-- WORKING DATA --

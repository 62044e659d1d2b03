pub mod error;
pub mod job;
pub mod protocol;
mod model_types;

pub use job::{DownloadDestinationSet, Geometry, Job, JobStatus, LeaseResult, UploadDestinationSet};
pub use model_types::Model;
//! Compute backends: long-lived child processes that own a GPU context.
//!
//! - [`ComputeSupervisor`]: spawns one child per model/device and speaks the
//!   line protocol from [`ab_core::protocol`] with it
//! - [`Ranker`] / [`Launcher`]: the seams the worker loop depends on, so it
//!   can be driven without real processes

mod supervisor;

use std::time::Duration;

use ab_core::Model;
use ab_core::protocol::RankRequest;
use async_trait::async_trait;

use crate::error::ComputeError;

pub use supervisor::{ComputeSupervisor, SupervisorState};

/// Program and argument template for a compute child.
///
/// `{model}` and `{device}` in the arguments are replaced with the model tag
/// and device id. Without a `{device}` placeholder the device is appended as
/// the last argument.
#[derive(Debug, Clone, PartialEq, Eq)]
pub struct ComputeCommand {
    pub program: String,
    pub args: Vec<String>,
}

impl ComputeCommand {
    pub fn new(
        program: impl Into<String>,
        args: impl IntoIterator<Item = impl Into<String>>,
    ) -> Self {
        Self {
            program: program.into(),
            args: args.into_iter().map(Into::into).collect(),
        }
    }

    pub fn resolve_args(&self, model: &Model, device: &str) -> Vec<String> {
        let mut has_device = false;
        let mut args: Vec<String> = self
            .args
            .iter()
            .map(|arg| {
                has_device |= arg.contains("{device}");
                arg.replace("{model}", model.id()).replace("{device}", device)
            })
            .collect();
        if !has_device {
            args.push(device.to_string());
        }
        args
    }
}

/// Something that turns a request into a score, one call at a time.
#[async_trait]
pub trait Ranker: Send {
    fn model(&self) -> &Model;

    async fn rank(&mut self, request: &RankRequest) -> Result<f64, ComputeError>;

    /// Tear the backend down. Further `rank` calls fail.
    async fn shutdown(&mut self);
}

/// Starts rankers for a model on this worker's device.
#[async_trait]
pub trait Launcher: Send + Sync {
    async fn launch(&self, model: &Model) -> Result<Box<dyn Ranker>, ComputeError>;
}

/// Launches [`ComputeSupervisor`] children from a command template.
#[derive(Debug, Clone)]
pub struct ProcessLauncher {
    command: ComputeCommand,
    device: String,
    rank_timeout: Option<Duration>,
}

impl ProcessLauncher {
    pub fn new(command: ComputeCommand, device: impl Into<String>) -> Self {
        Self {
            command,
            device: device.into(),
            rank_timeout: None,
        }
    }

    pub fn with_rank_timeout(mut self, timeout: Option<Duration>) -> Self {
        self.rank_timeout = timeout;
        self
    }
}

#[async_trait]
impl Launcher for ProcessLauncher {
    async fn launch(&self, model: &Model) -> Result<Box<dyn Ranker>, ComputeError> {
        let mut supervisor =
            ComputeSupervisor::new(model.clone(), self.device.clone(), self.command.clone())
                .with_rank_timeout(self.rank_timeout);
        supervisor.start()?;
        Ok(Box::new(supervisor))
    }
}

-- EXERCISE DETAILS --
Show all lines from the data above in which the word "template" appears.

-- OUTPUT OF THE EXERCISE --
/// Program and argument template for a compute child.
/// Launches [`ComputeSupervisor`] children from a command template.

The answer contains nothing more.